That said, the media has decided on what their big takeaway of the day is, and frankly, it has focused on the most quotidian aspect of this controversy: that Nancy Pelosi is suggesting that the CIA has misled her. Dog bites man!

I've already watched a bunch of occasions in which our beloved dayside news anchors have stared, aghast, into the camera, and exclaimed, "Nancy Pelosi is taking on the CIA!" as if it were the most incredulous and surprising occurence to have ever happened. But this is hardly the first time the CIA has been accused of misleading. Heck, it happens all the damn time, really:

--John Boehner said today that, "I've dealt with our intelligence professionals for the last three-and-a-half years on an almost daily basis, and it's hard for me to imagine that our intelligence area would ever mislead a member of Congress." But when the topic was the December 2007 National Intelligence Estimate, Boehner sang a different tune: "Either I don't have confidence in what they told me several months ago or I don't have confidence in what they're telling me today." And on the February 11, 2007 edition of Meet The Press, Boehner said, "It's clear to all of us, Democrats and Republicans, that we have flawed intelligence. The CIA have bad intelligence, the Pentagon had bad intelligence and, for that matter, all of our allies around the world had the same bad intelligence. And so that's why Republicans voted to set up the National Intelligence Directorate to reform our intelligence activities."

--Here's Marcy Wheeler accusing the CIA of lying to ABC News a couple of times, and ABC not learning a lesson from it.

--In 2007, British intelligence officials accused the CIA of misleading them "over the arrest and treatment of terrorist suspects who were the subjects of rendition to Guantanamo Bay."

--Also in 2007, Federal prosecutors "said the CIA misled federal judges regarding the evidence against Zacarias Moussaoui."

--In 2004, the CIA had to acknowledge that they "did not provide the United Nations with information about 21 of the 105 sites in Iraq singled out by American intelligence before the war as the most highly suspected of housing illicit weapons."

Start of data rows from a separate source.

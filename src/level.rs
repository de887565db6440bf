// SPDX-License-Identifier: MIT
//! Log severity levels and the textual level parser.

use serde::Serialize;
use std::fmt;

/// Severity of a log record, ordered from most to least verbose.
///
/// The derived [`Ord`] gives `Debug < Info < Warn < Error`; a sink suppresses
/// records whose severity is below its configured threshold.
#[derive(Debug, Clone, Copy, PartialEq, Eq, PartialOrd, Ord, Hash, Serialize)]
#[serde(rename_all = "UPPERCASE")]
pub enum Severity {
    /// Detailed information useful during development.
    Debug,
    /// General informational messages.
    Info,
    /// Potential issues that do not prevent normal operation.
    Warn,
    /// Failures that require attention.
    Error,
}

impl Severity {
    /// Wire form of the severity, as it appears in emitted records.
    pub fn as_str(self) -> &'static str {
        match self {
            Severity::Debug => "DEBUG",
            Severity::Info => "INFO",
            Severity::Warn => "WARN",
            Severity::Error => "ERROR",
        }
    }
}

impl fmt::Display for Severity {
    fn fmt(&self, f: &mut fmt::Formatter<'_>) -> fmt::Result {
        f.write_str(self.as_str())
    }
}

/// Map a textual level name to a [`Severity`].
///
/// Input is trimmed and matched case-insensitively against `debug`, `info`,
/// `warn` and `error`. Anything else, including the empty string, resolves to
/// [`Severity::Info`]; an unset or misspelled `LOG_LEVEL` must never prevent a
/// service from logging.
///
/// # Examples
/// ```
/// use ctxlog::{parse_level, Severity};
/// assert_eq!(parse_level(" DEBUG "), Severity::Debug);
/// assert_eq!(parse_level("bogus-level"), Severity::Info);
/// ```
pub fn parse_level(text: &str) -> Severity {
    match text.trim().to_ascii_lowercase().as_str() {
        "debug" => Severity::Debug,
        "info" => Severity::Info,
        "warn" => Severity::Warn,
        "error" => Severity::Error,
        _ => Severity::Info,
    }
}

--In 2008, then ranking member of the Permanent Select Committee on Intelligence Pete Hoekstra -- who has Pelosi under fire today -- himself "called for a criminal investigation into whether the CIA lied to Congress and withheld information from the Justice Department during its inquiry into the 2001 shoot-down of an American missionary plane by the Peruvian air force with help from a CIA counternarcotics spotter plane."

--Heck, if you cast your mind back, waaay back, to the failed Bay of Pigs invasion, know what you'd find? People accusing the CIA of misleading! From Howard Jones' The Bay Of Pigs: "No one accepted blame for the failure at the Bay of Pigs. The Joint Chiefs insisted that the CIA misled them. The CIA countered that the military failed to execute a sound plan. The White House held both parties responsible, asserting that they did not provide the proper advice."

--And of course, the CIA famously destroyed some ninety-two videotapes that pertained specifically to the very detention and interrogation program that's at the center of this dispute, a move that truly exemplifies the agency's towering affection for honesty and openness!

So, look: let's not diminish the importance of uncovering all of Pelosi's what-did-she-know-and-when-did-she-know-its. But at the same time, let's not pretend that her accusal of the CIA is, in itself, some sort of eye-popping, unprecedented occurrence.